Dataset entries
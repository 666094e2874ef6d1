use std::sync::Arc;
use std::time::Duration;

use crate::config::AppConfig;
use crate::database::DocumentStore;
use crate::gateway::{HttpGateway, MessagingGateway};
use crate::meta::{AdsPlatform, AdsSyncService, HttpAdsPlatform, SyncSettings, TokenRefresher};
use crate::notify::{
    HttpPushDispatcher, HttpQueuePublisher, LogQueuePublisher, PushDispatcher, QueuePublisher,
};
use crate::services::{CompanyService, LeadService, NotificationService, SessionService, WhatsAppService};

/// Shared handles every handler and job works from
#[derive(Clone)]
pub struct AppState {
    pub config: Arc<AppConfig>,
    pub store: Arc<dyn DocumentStore>,
    pub platform: Arc<dyn AdsPlatform>,
    pub gateway: Arc<dyn MessagingGateway>,
    pub queue: Arc<dyn QueuePublisher>,
    pub push: Arc<dyn PushDispatcher>,
}

impl AppState {
    /// Wire the HTTP-backed collaborators from configuration.
    pub fn from_config(config: AppConfig, store: Arc<dyn DocumentStore>) -> anyhow::Result<Self> {
        let platform = HttpAdsPlatform::new(&config.meta)?;
        let gateway = HttpGateway::new(&config.gateway)?;
        let timeout = Duration::from_secs(config.gateway.request_timeout_secs);

        let queue: Arc<dyn QueuePublisher> = match config.notifications.queue_url.as_deref() {
            Some(url) => Arc::new(HttpQueuePublisher::new(url, timeout)?),
            None => Arc::new(LogQueuePublisher),
        };
        let push = HttpPushDispatcher::new(config.notifications.push_url.clone(), timeout)?;

        Ok(Self {
            config: Arc::new(config),
            store,
            platform: Arc::new(platform),
            gateway: Arc::new(gateway),
            queue,
            push: Arc::new(push),
        })
    }

    pub fn companies(&self) -> CompanyService {
        CompanyService::new(self.store.clone())
    }

    pub fn leads(&self) -> LeadService {
        LeadService::new(self.store.clone(), self.queue.clone())
    }

    pub fn whatsapp(&self) -> WhatsAppService {
        WhatsAppService::new(self.store.clone(), self.gateway.clone(), self.queue.clone())
    }

    pub fn notifications(&self) -> NotificationService {
        NotificationService::new(self.store.clone(), self.push.clone())
    }

    pub fn sessions(&self) -> SessionService {
        SessionService::new(self.store.clone(), self.config.sessions.idle_ttl_secs)
    }

    pub fn ads_sync(&self) -> AdsSyncService {
        AdsSyncService::new(
            self.store.clone(),
            self.platform.clone(),
            SyncSettings::from(&self.config.meta),
        )
    }

    pub fn token_refresher(&self) -> TokenRefresher {
        TokenRefresher::new(
            self.store.clone(),
            self.platform.clone(),
            self.config.meta.refresh_threshold_secs,
        )
    }
}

● **WORK TASK**
Please set down all the data word for word.

● **REPLY TO THE EXERCISE**
repository 666094e2874ef6d1
use std::sync::Arc;
use std::time::Duration;

use crate::config::AppConfig;
use crate::database::DocumentStore;
use crate::gateway::{HttpGateway, MessagingGateway};
use crate::meta::{AdsPlatform, AdsSyncService, HttpAdsPlatform, SyncSettings, TokenRefresher};
use crate::notify::{
    HttpPushDispatcher, HttpQueuePublisher, LogQueuePublisher, PushDispatcher, QueuePublisher,
};
use crate::services::{CompanyService, LeadService, NotificationService, SessionService, WhatsAppService};

/// Shared handles every handler and job works from
#[derive(Clone)]
pub struct AppState {
    pub config: Arc<AppConfig>,
    pub store: Arc<dyn DocumentStore>,
    pub platform: Arc<dyn AdsPlatform>,
    pub gateway: Arc<dyn MessagingGateway>,
    pub queue: Arc<dyn QueuePublisher>,
    pub push: Arc<dyn PushDispatcher>,
}

impl AppState {
    /// Wire the HTTP-backed collaborators from configuration.
    pub fn from_config(config: AppConfig, store: Arc<dyn DocumentStore>) -> anyhow::Result<Self> {
        let platform = HttpAdsPlatform::new(&config.meta)?;
        let gateway = HttpGateway::new(&config.gateway)?;
        let timeout = Duration::from_secs(config.gateway.request_timeout_secs);

        let queue: Arc<dyn QueuePublisher> = match config.notifications.queue_url.as_deref() {
            Some(url) => Arc::new(HttpQueuePublisher::new(url, timeout)?),
            None => Arc::new(LogQueuePublisher),
        };
        let push = HttpPushDispatcher::new(config.notifications.push_url.clone(), timeout)?;

        Ok(Self {
            config: Arc::new(config),
            store,
            platform: Arc::new(platform),
            gateway: Arc::new(gateway),
            queue,
            push: Arc::new(push),
        })
    }

    pub fn companies(&self) -> CompanyService {
        CompanyService::new(self.store.clone())
    }

    pub fn leads(&self) -> LeadService {
        LeadService::new(self.store.clone(), self.queue.clone())
    }

    pub fn whatsapp(&self) -> WhatsAppService {
        WhatsAppService::new(self.store.clone(), self.gateway.clone(), self.queue.clone())
    }

    pub fn notifications(&self) -> NotificationService {
        NotificationService::new(self.store.clone(), self.push.clone())
    }

    pub fn sessions(&self) -> SessionService {
        SessionService::new(self.store.clone(), self.config.sessions.idle_ttl_secs)
    }

    pub fn ads_sync(&self) -> AdsSyncService {
        AdsSyncService::new(
            self.store.clone(),
            self.platform.clone(),
            SyncSettings::from(&self.config.meta),
        )
    }

    pub fn token_refresher(&self) -> TokenRefresher {
        TokenRefresher::new(
            self.store.clone(),
            self.platform.clone(),
            self.config.meta.refresh_threshold_secs,
        )
    }
}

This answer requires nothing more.